--- Extracted entries Enclosed Below ---

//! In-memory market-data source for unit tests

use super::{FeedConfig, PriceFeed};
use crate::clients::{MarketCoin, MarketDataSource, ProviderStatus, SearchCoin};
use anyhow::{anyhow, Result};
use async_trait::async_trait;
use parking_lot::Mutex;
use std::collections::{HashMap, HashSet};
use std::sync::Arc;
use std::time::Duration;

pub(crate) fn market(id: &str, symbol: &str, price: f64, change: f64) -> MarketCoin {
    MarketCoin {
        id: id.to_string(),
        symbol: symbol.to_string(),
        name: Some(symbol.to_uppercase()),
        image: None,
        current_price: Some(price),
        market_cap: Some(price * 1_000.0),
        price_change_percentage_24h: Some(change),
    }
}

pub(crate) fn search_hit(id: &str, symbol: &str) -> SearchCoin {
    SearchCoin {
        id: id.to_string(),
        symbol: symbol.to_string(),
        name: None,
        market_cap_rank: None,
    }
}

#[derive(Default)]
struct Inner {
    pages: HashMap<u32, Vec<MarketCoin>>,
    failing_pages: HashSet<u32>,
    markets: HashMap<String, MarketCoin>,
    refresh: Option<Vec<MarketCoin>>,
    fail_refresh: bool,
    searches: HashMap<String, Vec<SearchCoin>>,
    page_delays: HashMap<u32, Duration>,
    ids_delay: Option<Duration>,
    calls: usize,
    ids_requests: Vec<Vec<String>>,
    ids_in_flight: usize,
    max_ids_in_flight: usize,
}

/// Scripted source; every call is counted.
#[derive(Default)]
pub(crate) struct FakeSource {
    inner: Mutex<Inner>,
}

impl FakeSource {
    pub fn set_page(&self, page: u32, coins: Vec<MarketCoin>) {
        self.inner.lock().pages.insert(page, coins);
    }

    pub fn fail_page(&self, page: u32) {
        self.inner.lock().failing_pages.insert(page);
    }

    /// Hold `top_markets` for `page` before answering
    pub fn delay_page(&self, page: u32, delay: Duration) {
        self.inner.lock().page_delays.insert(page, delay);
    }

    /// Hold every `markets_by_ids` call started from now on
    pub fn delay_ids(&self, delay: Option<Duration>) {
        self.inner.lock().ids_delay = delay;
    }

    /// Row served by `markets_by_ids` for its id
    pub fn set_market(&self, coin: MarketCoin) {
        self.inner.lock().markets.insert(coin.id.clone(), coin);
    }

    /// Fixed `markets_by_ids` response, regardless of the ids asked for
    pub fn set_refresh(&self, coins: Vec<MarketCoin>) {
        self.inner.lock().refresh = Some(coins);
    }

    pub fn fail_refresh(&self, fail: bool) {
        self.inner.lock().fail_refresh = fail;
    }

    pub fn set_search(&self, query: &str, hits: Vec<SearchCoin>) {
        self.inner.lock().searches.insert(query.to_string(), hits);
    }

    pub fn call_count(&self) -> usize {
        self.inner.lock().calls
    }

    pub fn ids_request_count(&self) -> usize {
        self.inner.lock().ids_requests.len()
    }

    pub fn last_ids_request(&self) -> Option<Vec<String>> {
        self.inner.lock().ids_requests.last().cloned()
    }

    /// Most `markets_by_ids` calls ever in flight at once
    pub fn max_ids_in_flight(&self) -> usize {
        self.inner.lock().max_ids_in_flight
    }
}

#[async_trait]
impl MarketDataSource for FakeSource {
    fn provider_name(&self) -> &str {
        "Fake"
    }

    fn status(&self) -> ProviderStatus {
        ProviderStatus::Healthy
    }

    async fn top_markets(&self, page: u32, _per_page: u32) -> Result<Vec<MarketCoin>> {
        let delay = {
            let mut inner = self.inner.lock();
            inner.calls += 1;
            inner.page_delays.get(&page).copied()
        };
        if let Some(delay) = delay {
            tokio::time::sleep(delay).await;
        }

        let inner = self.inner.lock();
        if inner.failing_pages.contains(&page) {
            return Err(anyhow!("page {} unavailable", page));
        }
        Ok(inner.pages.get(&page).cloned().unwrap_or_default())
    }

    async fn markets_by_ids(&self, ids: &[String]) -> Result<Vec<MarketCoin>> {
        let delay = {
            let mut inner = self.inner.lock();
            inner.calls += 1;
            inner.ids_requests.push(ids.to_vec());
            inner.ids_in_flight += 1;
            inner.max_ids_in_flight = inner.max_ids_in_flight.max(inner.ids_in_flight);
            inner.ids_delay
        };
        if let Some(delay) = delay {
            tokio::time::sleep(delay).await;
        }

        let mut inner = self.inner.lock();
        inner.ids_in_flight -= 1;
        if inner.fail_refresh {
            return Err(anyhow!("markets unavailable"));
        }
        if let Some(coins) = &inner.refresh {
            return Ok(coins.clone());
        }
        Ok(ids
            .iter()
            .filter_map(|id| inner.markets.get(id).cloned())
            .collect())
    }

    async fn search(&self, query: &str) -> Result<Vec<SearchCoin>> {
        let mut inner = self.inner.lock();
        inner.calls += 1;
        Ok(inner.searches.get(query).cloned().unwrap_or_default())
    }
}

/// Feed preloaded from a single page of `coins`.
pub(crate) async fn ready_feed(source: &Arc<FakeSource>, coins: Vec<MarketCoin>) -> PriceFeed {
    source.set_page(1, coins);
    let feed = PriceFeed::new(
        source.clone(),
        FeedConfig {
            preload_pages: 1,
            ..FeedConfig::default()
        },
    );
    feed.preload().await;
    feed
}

--- End of Enclosed Extracted entries ---
--- Extracted entries Enclosed Below ---

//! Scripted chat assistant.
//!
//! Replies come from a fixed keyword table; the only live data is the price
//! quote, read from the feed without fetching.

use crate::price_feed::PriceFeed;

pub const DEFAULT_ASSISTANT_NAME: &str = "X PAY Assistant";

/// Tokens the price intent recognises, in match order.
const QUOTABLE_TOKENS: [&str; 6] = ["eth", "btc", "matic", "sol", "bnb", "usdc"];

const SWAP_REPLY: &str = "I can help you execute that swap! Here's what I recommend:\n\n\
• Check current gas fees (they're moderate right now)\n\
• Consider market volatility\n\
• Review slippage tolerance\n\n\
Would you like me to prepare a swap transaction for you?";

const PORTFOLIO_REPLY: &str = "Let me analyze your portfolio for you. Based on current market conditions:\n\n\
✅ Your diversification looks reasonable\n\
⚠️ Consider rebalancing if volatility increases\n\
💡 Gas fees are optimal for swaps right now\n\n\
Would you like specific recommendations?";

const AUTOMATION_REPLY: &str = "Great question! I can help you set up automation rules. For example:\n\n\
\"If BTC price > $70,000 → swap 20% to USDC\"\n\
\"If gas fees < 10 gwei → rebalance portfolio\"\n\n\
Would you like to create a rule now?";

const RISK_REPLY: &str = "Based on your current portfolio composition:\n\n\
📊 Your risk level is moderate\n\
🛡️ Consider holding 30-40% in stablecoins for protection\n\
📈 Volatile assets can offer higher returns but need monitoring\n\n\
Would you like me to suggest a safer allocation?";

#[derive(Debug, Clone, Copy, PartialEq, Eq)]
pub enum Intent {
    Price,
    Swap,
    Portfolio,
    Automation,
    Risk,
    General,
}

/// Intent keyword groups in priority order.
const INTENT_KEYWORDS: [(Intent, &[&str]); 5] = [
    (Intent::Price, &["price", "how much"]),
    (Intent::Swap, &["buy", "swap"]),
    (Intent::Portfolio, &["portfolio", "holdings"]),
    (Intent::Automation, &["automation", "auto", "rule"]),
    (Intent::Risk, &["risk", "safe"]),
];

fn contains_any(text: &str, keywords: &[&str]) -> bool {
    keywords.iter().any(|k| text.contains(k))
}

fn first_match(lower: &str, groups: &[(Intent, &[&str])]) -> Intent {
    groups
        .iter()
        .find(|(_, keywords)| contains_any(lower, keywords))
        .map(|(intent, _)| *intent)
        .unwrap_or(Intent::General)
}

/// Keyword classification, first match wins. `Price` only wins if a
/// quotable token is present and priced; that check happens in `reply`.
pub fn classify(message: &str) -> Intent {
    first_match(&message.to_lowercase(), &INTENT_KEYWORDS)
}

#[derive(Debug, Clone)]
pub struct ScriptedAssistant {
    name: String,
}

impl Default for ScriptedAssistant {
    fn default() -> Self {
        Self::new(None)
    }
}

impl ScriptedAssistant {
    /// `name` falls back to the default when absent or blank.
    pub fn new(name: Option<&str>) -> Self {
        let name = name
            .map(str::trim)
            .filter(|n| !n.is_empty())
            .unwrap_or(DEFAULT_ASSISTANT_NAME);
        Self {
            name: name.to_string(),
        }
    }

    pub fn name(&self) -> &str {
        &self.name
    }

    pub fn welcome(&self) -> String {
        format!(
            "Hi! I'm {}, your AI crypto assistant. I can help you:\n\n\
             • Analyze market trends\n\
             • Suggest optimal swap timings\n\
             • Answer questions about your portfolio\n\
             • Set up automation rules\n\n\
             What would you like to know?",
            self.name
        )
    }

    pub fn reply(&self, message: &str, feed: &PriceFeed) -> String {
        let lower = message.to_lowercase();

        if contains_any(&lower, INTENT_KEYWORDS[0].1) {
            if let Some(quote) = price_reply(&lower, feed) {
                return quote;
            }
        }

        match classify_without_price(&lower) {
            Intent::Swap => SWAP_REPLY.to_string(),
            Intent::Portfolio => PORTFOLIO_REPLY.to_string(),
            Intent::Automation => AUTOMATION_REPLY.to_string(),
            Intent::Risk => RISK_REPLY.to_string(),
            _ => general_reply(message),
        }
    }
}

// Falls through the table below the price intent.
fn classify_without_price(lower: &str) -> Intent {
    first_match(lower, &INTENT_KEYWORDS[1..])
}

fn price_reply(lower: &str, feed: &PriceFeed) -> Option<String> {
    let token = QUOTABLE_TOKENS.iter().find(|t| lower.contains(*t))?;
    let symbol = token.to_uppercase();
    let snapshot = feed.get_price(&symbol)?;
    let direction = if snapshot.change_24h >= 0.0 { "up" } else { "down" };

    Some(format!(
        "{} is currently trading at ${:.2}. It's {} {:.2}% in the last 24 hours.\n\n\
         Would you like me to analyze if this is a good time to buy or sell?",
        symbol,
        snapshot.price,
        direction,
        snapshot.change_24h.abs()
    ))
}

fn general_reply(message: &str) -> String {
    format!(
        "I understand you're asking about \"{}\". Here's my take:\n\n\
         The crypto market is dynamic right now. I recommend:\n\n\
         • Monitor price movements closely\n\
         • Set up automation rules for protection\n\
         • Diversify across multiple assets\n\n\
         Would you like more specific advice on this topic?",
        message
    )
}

--- End of Enclosed Extracted entries ---

> [To do]: Each line of the records that holds the word "crypto" should be copied out.

> [Answer section]:
            "Hi! I'm {}, your AI crypto assistant. I can help you:\n\n\
         The crypto market is dynamic right now. I recommend:\n\n\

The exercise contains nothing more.